§ **WHAT THE TASK ASKS**:
Below are the records. Gather each line that holds "DirectoryStore".

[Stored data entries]
◆ ◆ ◆

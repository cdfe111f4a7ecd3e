//! Directory store - users and the business columns chat joins against

use chrono::Utc;
use sea_orm::sea_query::LikeExpr;
use sea_orm::{
    prelude::Expr, ColumnTrait, DatabaseConnection, EntityTrait, QueryFilter, QueryOrder,
    QuerySelect, Set,
};
use tracing::{debug, info};

use crate::entities::{businesses, users};
use crate::error::Result;
use crate::events::{BusinessRef, UserInfo};

const LIKE_ESCAPE: char = '\\';

fn escape_like(query: &str) -> String {
    let mut escaped = String::with_capacity(query.len());
    for c in query.chars() {
        if matches!(c, '%' | '_' | LIKE_ESCAPE) {
            escaped.push(LIKE_ESCAPE);
        }
        escaped.push(c);
    }
    escaped
}

impl From<users::Model> for UserInfo {
    fn from(model: users::Model) -> Self {
        Self {
            id: model.id,
            name: model.name,
        }
    }
}

impl From<businesses::Model> for BusinessRef {
    fn from(model: businesses::Model) -> Self {
        Self {
            id: model.id,
            name: model.name,
            owner_id: model.owner_id,
        }
    }
}

/// Directory store
#[derive(Clone)]
pub struct DirectoryStore {
    db: DatabaseConnection,
}

impl DirectoryStore {
    /// Create a new directory store
    pub fn new(db: DatabaseConnection) -> Self {
        Self { db }
    }

    /// Insert a user or rename an existing one
    pub async fn upsert_user(&self, id: &str, name: &str) -> Result<()> {
        let updated = users::Entity::update_many()
            .col_expr(users::Column::Name, Expr::value(name))
            .filter(users::Column::Id.eq(id))
            .exec(&self.db)
            .await?;

        if updated.rows_affected == 0 {
            let user = users::ActiveModel {
                id: Set(id.to_string()),
                name: Set(name.to_string()),
                created_at: Set(Utc::now().timestamp_micros()),
            };
            users::Entity::insert(user)
                .exec_without_returning(&self.db)
                .await?;
        }

        debug!("Upserted user: {} ({})", name, id);
        Ok(())
    }

    /// Get a user by ID
    pub async fn get_user(&self, id: &str) -> Result<Option<UserInfo>> {
        let user = users::Entity::find_by_id(id.to_string())
            .one(&self.db)
            .await?;

        Ok(user.map(Into::into))
    }

    /// Get several users at once
    pub async fn get_users(&self, ids: Vec<String>) -> Result<Vec<UserInfo>> {
        if ids.is_empty() {
            return Ok(Vec::new());
        }

        let users = users::Entity::find()
            .filter(users::Column::Id.is_in(ids))
            .all(&self.db)
            .await?;

        Ok(users.into_iter().map(Into::into).collect())
    }

    /// Register a business owned by `owner_id`
    pub async fn create_business(&self, name: &str, owner_id: &str) -> Result<BusinessRef> {
        let id = uuid::Uuid::new_v4().to_string();
        let business = businesses::ActiveModel {
            id: Set(id.clone()),
            name: Set(name.to_string()),
            owner_id: Set(owner_id.to_string()),
            created_at: Set(Utc::now().timestamp_micros()),
        };

        businesses::Entity::insert(business)
            .exec_without_returning(&self.db)
            .await?;

        info!("Created business '{}' ({}) for owner {}", name, id, owner_id);
        Ok(BusinessRef {
            id,
            name: name.to_string(),
            owner_id: owner_id.to_string(),
        })
    }

    /// Get a business by ID
    pub async fn get_business(&self, id: &str) -> Result<Option<BusinessRef>> {
        let business = businesses::Entity::find_by_id(id.to_string())
            .one(&self.db)
            .await?;

        Ok(business.map(Into::into))
    }

    /// Get several businesses at once
    pub async fn get_businesses(&self, ids: Vec<String>) -> Result<Vec<BusinessRef>> {
        if ids.is_empty() {
            return Ok(Vec::new());
        }

        let rows = businesses::Entity::find()
            .filter(businesses::Column::Id.is_in(ids))
            .all(&self.db)
            .await?;

        Ok(rows.into_iter().map(Into::into).collect())
    }

    /// Substring search on business names. `%` and `_` match literally.
    ///
    /// SQLite's LIKE folds case for ASCII letters only, so "émile" does not
    /// find "Émile".
    pub async fn search_businesses(&self, query: &str, limit: u64) -> Result<Vec<BusinessRef>> {
        let pattern = LikeExpr::new(format!("%{}%", escape_like(query))).escape(LIKE_ESCAPE);
        let rows = businesses::Entity::find()
            .filter(businesses::Column::Name.like(pattern))
            .order_by_asc(businesses::Column::Name)
            .limit(limit)
            .all(&self.db)
            .await?;

        debug!("Business search '{}' matched {}", query, rows.len());
        Ok(rows.into_iter().map(Into::into).collect())
    }
}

◆ ◆ ◆

§ **SOLVED EXERCISE**:
pub struct DirectoryStore {
impl DirectoryStore {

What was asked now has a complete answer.